* _WORK REQUIRED_
The answer must consist only of the lines from the line with "impl<T, U, R, F>" to the line with "pub struct UponStopped<C, F>", both included, exactly as they stand below.

* _Stored entries_
______
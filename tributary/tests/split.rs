//! Sharing one computation: `split` and `ensure_started`.

use std::{
	pin::pin,
	sync::{
		atomic::{AtomicBool, AtomicUsize, Ordering},
		Arc,
	},
	thread,
};

use tributary::{
	env::GetStopToken, just, schedule, split, sync_wait, when_all, Env, OperationState, Receiver,
	RunLoop, Sender, SenderExt, StopCallback, StopSource,
};

mod _receiver;
use _receiver::{recording, Seen};

#[test]
fn every_consumer_observes_the_same_value() {
	let shared = split(just(String::from("shared")));
	assert_eq!(
		sync_wait(when_all((shared.clone(), shared))).unwrap(),
		Some((String::from("shared"), String::from("shared")))
	);
}

#[test]
fn the_child_runs_at_most_once() {
	let runs = Arc::new(AtomicUsize::new(0));
	let shared = split(just(()).then({
		let runs = runs.clone();
		move |()| {
			runs.fetch_add(1, Ordering::SeqCst);
			7
		}
	}));
	assert_eq!(
		sync_wait(when_all((shared.clone(), shared.clone(), shared))).unwrap(),
		Some((7, 7, 7))
	);
	assert_eq!(runs.load(Ordering::SeqCst), 1);
}

#[test]
fn a_late_consumer_is_notified_from_its_own_start() {
	let shared = split(just(11));
	// The first consumer completes the child synchronously.
	let (first, seen_first) = recording::<i32>(Env::new());
	let mut operation = pin!(shared.clone().connect(first));
	operation.as_mut().start();
	assert_eq!(*seen_first.lock().unwrap(), [Seen::Value(11)]);

	// A consumer connecting after completion is notified synchronously too.
	let (late, seen_late) = recording::<i32>(Env::new());
	let mut operation = pin!(shared.connect(late));
	operation.as_mut().start();
	assert_eq!(*seen_late.lock().unwrap(), [Seen::Value(11)]);
}

#[test]
fn a_stopped_consumer_withdraws_without_spoiling_the_others() {
	let run_loop = RunLoop::new();
	let shared = split(schedule(&run_loop.scheduler()).then(|()| 5));

	let stopped = StopSource::new();
	stopped.request_stop();
	let (cancelled, seen_cancelled) =
		recording::<i32>(Env::new().with::<GetStopToken>(stopped.token()));
	let mut cancelled_op = pin!(shared.clone().connect(cancelled));
	cancelled_op.as_mut().start();
	assert_eq!(*seen_cancelled.lock().unwrap(), [Seen::Stopped]);

	let (kept, seen_kept) = recording::<i32>(Env::new());
	let mut kept_op = pin!(shared.connect(kept));
	kept_op.as_mut().start();
	run_loop.finish();
	run_loop.run();
	assert_eq!(*seen_kept.lock().unwrap(), [Seen::Value(5)]);
}

#[test]
fn consumers_on_other_threads_share_the_buffered_completion() {
	for _ in 0..64 {
		let run_loop = RunLoop::new();
		let shared = split(schedule(&run_loop.scheduler()).then(|()| 3));
		let mut joins = Vec::new();
		for _ in 0..2 {
			let shared = shared.clone();
			joins.push(thread::spawn(move || sync_wait(shared)));
		}
		drop(shared);
		run_loop.finish();
		run_loop.run();
		for join in joins {
			assert_eq!(join.join().unwrap().unwrap(), Some(3));
		}
	}
}

/// A sender that never completes but records a stop request on its
/// receiver's token.
struct Pending {
	stopped: Arc<AtomicBool>,
}

struct PendingOperation<R> {
	stopped: Arc<AtomicBool>,
	receiver: Option<R>,
	callback: std::sync::Mutex<Option<StopCallback>>,
}

impl Sender for Pending {
	type Value = ();

	type Operation<R> = PendingOperation<R>
	where
		R: Receiver<()>;

	fn connect<R>(self, receiver: R) -> PendingOperation<R>
	where
		R: Receiver<()>,
	{
		PendingOperation {
			stopped: self.stopped,
			receiver: Some(receiver),
			callback: std::sync::Mutex::new(None),
		}
	}
}

impl<R: Receiver<()>> OperationState for PendingOperation<R> {
	fn start(self: std::pin::Pin<&mut Self>) {
		let this = self.into_ref().get_ref();
		let token = this
			.receiver
			.as_ref()
			.expect("started more than once")
			.env()
			.stop_token();
		let stopped = this.stopped.clone();
		*this.callback.lock().unwrap() =
			Some(token.on_stop(move || stopped.store(true, Ordering::SeqCst)));
	}
}

#[test]
fn ensure_started_is_eager() {
	let ran = Arc::new(AtomicBool::new(false));
	let eager = just(())
		.then({
			let ran = ran.clone();
			move |()| ran.store(true, Ordering::SeqCst)
		})
		.ensure_started();
	// Started at construction, before any consumer connected.
	assert!(ran.load(Ordering::SeqCst));
	assert_eq!(sync_wait(eager).unwrap(), Some(()));
}

#[test]
fn dropping_an_unconsumed_ensure_started_requests_stop() {
	let stopped = Arc::new(AtomicBool::new(false));
	let eager = Pending {
		stopped: stopped.clone(),
	}
	.ensure_started();
	assert!(!stopped.load(Ordering::SeqCst));
	drop(eager);
	assert!(stopped.load(Ordering::SeqCst));
}
//! Channel-mapping adaptors: `then`, `upon_error`, `upon_stopped`.
//!
//! Each wraps the downstream receiver and runs a user function on exactly
//! one channel, forwarding the other two unchanged. The function runs on
//! the thread the child completed on; an unwinding function becomes an
//! error completion.

use core::marker::PhantomData;
use std::panic::{catch_unwind, AssertUnwindSafe};

use headwater::{erased::AnyScheduler, Channel, Env, Error, Receiver, Sender};

/// Maps the value channel through `map`.
pub fn then<C, F, U>(child: C, map: F) -> Then<C, F>
where
	C: Sender,
	F: FnOnce(C::Value) -> U + Send + 'static,
	U: Send + 'static,
{
	Then { child, map }
}

/// Maps the error channel into a value through `map`.
pub fn upon_error<C, F>(child: C, map: F) -> UponError<C, F>
where
	C: Sender,
	F: FnOnce(Error) -> C::Value + Send + 'static,
{
	UponError { child, map }
}

/// Maps the stopped channel into a value through `map`.
pub fn upon_stopped<C, F>(child: C, map: F) -> UponStopped<C, F>
where
	C: Sender,
	F: FnOnce() -> C::Value + Send + 'static,
{
	UponStopped { child, map }
}

#[derive(Clone, Debug)]
pub struct Then<C, F> {
	child: C,
	map: F,
}

impl<C, F, U> Sender for Then<C, F>
where
	C: Sender,
	F: FnOnce(C::Value) -> U + Send + 'static,
	U: Send + 'static,
{
	type Value = U;

	type Operation<R> = C::Operation<ThenReceiver<C::Value, U, R, F>>
	where
		R: Receiver<U>;

	fn connect<R>(self, receiver: R) -> Self::Operation<R>
	where
		R: Receiver<U>,
	{
		self.child.connect(ThenReceiver {
			receiver,
			map: self.map,
			_marker: PhantomData,
		})
	}

	fn completion_scheduler(&self, channel: Channel) -> Option<AnyScheduler> {
		self.child.completion_scheduler(channel)
	}
}

pub struct ThenReceiver<T, U, R, F> {
	receiver: R,
	map: F,
	_marker: PhantomData<fn(T) -> U>,
}

impl<T, U, R, F> Receiver<T> for ThenReceiver<T, U, R, F>
where
	T: Send + 'static,
	U: Send + 'static,
	R: Receiver<U>,
	F: FnOnce(T) -> U + Send + 'static,
{
	fn set_value(self, value: T) {
		let Self { receiver, map, .. } = self;
		match catch_unwind(AssertUnwindSafe(move || map(value))) {
			Ok(mapped) => receiver.set_value(mapped),
			Err(payload) => receiver.set_error(Error::from_panic(payload)),
		}
	}

	fn set_error(self, error: Error) {
		self.receiver.set_error(error);
	}

	fn set_stopped(self) {
		self.receiver.set_stopped();
	}

	fn env(&self) -> Env {
		self.receiver.env()
	}
}

#[derive(Clone, Debug)]
pub struct UponError<C, F> {
	child: C,
	map: F,
}

impl<C, F> Sender for UponError<C, F>
where
	C: Sender,
	F: FnOnce(Error) -> C::Value + Send + 'static,
{
	type Value = C::Value;

	type Operation<R> = C::Operation<UponErrorReceiver<C::Value, R, F>>
	where
		R: Receiver<C::Value>;

	fn connect<R>(self, receiver: R) -> Self::Operation<R>
	where
		R: Receiver<C::Value>,
	{
		self.child.connect(UponErrorReceiver {
			receiver,
			map: self.map,
			_marker: PhantomData,
		})
	}

	fn completion_scheduler(&self, channel: Channel) -> Option<AnyScheduler> {
		self.child.completion_scheduler(channel)
	}
}

pub struct UponErrorReceiver<T, R, F> {
	receiver: R,
	map: F,
	_marker: PhantomData<fn() -> T>,
}

impl<T, R, F> Receiver<T> for UponErrorReceiver<T, R, F>
where
	T: Send + 'static,
	R: Receiver<T>,
	F: FnOnce(Error) -> T + Send + 'static,
{
	fn set_value(self, value: T) {
		self.receiver.set_value(value);
	}

	fn set_error(self, error: Error) {
		let Self { receiver, map, .. } = self;
		match catch_unwind(AssertUnwindSafe(move || map(error))) {
			Ok(mapped) => receiver.set_value(mapped),
			Err(payload) => receiver.set_error(Error::from_panic(payload)),
		}
	}

	fn set_stopped(self) {
		self.receiver.set_stopped();
	}

	fn env(&self) -> Env {
		self.receiver.env()
	}
}

#[derive(Clone, Debug)]
pub struct UponStopped<C, F> {
	child: C,
	map: F,
}

impl<C, F> Sender for UponStopped<C, F>
where
	C: Sender,
	F: FnOnce() -> C::Value + Send + 'static,
{
	type Value = C::Value;

	type Operation<R> = C::Operation<UponStoppedReceiver<C::Value, R, F>>
	where
		R: Receiver<C::Value>;

	fn connect<R>(self, receiver: R) -> Self::Operation<R>
	where
		R: Receiver<C::Value>,
	{
		self.child.connect(UponStoppedReceiver {
			receiver,
			map: self.map,
			_marker: PhantomData,
		})
	}

	fn completion_scheduler(&self, channel: Channel) -> Option<AnyScheduler> {
		self.child.completion_scheduler(channel)
	}
}

pub struct UponStoppedReceiver<T, R, F> {
	receiver: R,
	map: F,
	_marker: PhantomData<fn() -> T>,
}

impl<T, R, F> Receiver<T> for UponStoppedReceiver<T, R, F>
where
	T: Send + 'static,
	R: Receiver<T>,
	F: FnOnce() -> T + Send + 'static,
{
	fn set_value(self, value: T) {
		self.receiver.set_value(value);
	}

	fn set_error(self, error: Error) {
		self.receiver.set_error(error);
	}

	fn set_stopped(self) {
		let Self { receiver, map, .. } = self;
		match catch_unwind(AssertUnwindSafe(map)) {
			Ok(mapped) => receiver.set_value(mapped),
			Err(payload) => receiver.set_error(Error::from_panic(payload)),
		}
	}

	fn env(&self) -> Env {
		self.receiver.env()
	}
}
______
* _REPLY TO THE EXERCISE_
impl<T, U, R, F> Receiver<T> for ThenReceiver<T, U, R, F>
where
	T: Send + 'static,
	U: Send + 'static,
	R: Receiver<U>,
	F: FnOnce(T) -> U + Send + 'static,
{
	fn set_value(self, value: T) {
		let Self { receiver, map, .. } = self;
		match catch_unwind(AssertUnwindSafe(move || map(value))) {
			Ok(mapped) => receiver.set_value(mapped),
			Err(payload) => receiver.set_error(Error::from_panic(payload)),
		}
	}

	fn set_error(self, error: Error) {
		self.receiver.set_error(error);
	}

	fn set_stopped(self) {
		self.receiver.set_stopped();
	}

	fn env(&self) -> Env {
		self.receiver.env()
	}
}

#[derive(Clone, Debug)]
pub struct UponError<C, F> {
	child: C,
	map: F,
}

impl<C, F> Sender for UponError<C, F>
where
	C: Sender,
	F: FnOnce(Error) -> C::Value + Send + 'static,
{
	type Value = C::Value;

	type Operation<R> = C::Operation<UponErrorReceiver<C::Value, R, F>>
	where
		R: Receiver<C::Value>;

	fn connect<R>(self, receiver: R) -> Self::Operation<R>
	where
		R: Receiver<C::Value>,
	{
		self.child.connect(UponErrorReceiver {
			receiver,
			map: self.map,
			_marker: PhantomData,
		})
	}

	fn completion_scheduler(&self, channel: Channel) -> Option<AnyScheduler> {
		self.child.completion_scheduler(channel)
	}
}

pub struct UponErrorReceiver<T, R, F> {
	receiver: R,
	map: F,
	_marker: PhantomData<fn() -> T>,
}

impl<T, R, F> Receiver<T> for UponErrorReceiver<T, R, F>
where
	T: Send + 'static,
	R: Receiver<T>,
	F: FnOnce(Error) -> T + Send + 'static,
{
	fn set_value(self, value: T) {
		self.receiver.set_value(value);
	}

	fn set_error(self, error: Error) {
		let Self { receiver, map, .. } = self;
		match catch_unwind(AssertUnwindSafe(move || map(error))) {
			Ok(mapped) => receiver.set_value(mapped),
			Err(payload) => receiver.set_error(Error::from_panic(payload)),
		}
	}

	fn set_stopped(self) {
		self.receiver.set_stopped();
	}

	fn env(&self) -> Env {
		self.receiver.env()
	}
}

#[derive(Clone, Debug)]
pub struct UponStopped<C, F> {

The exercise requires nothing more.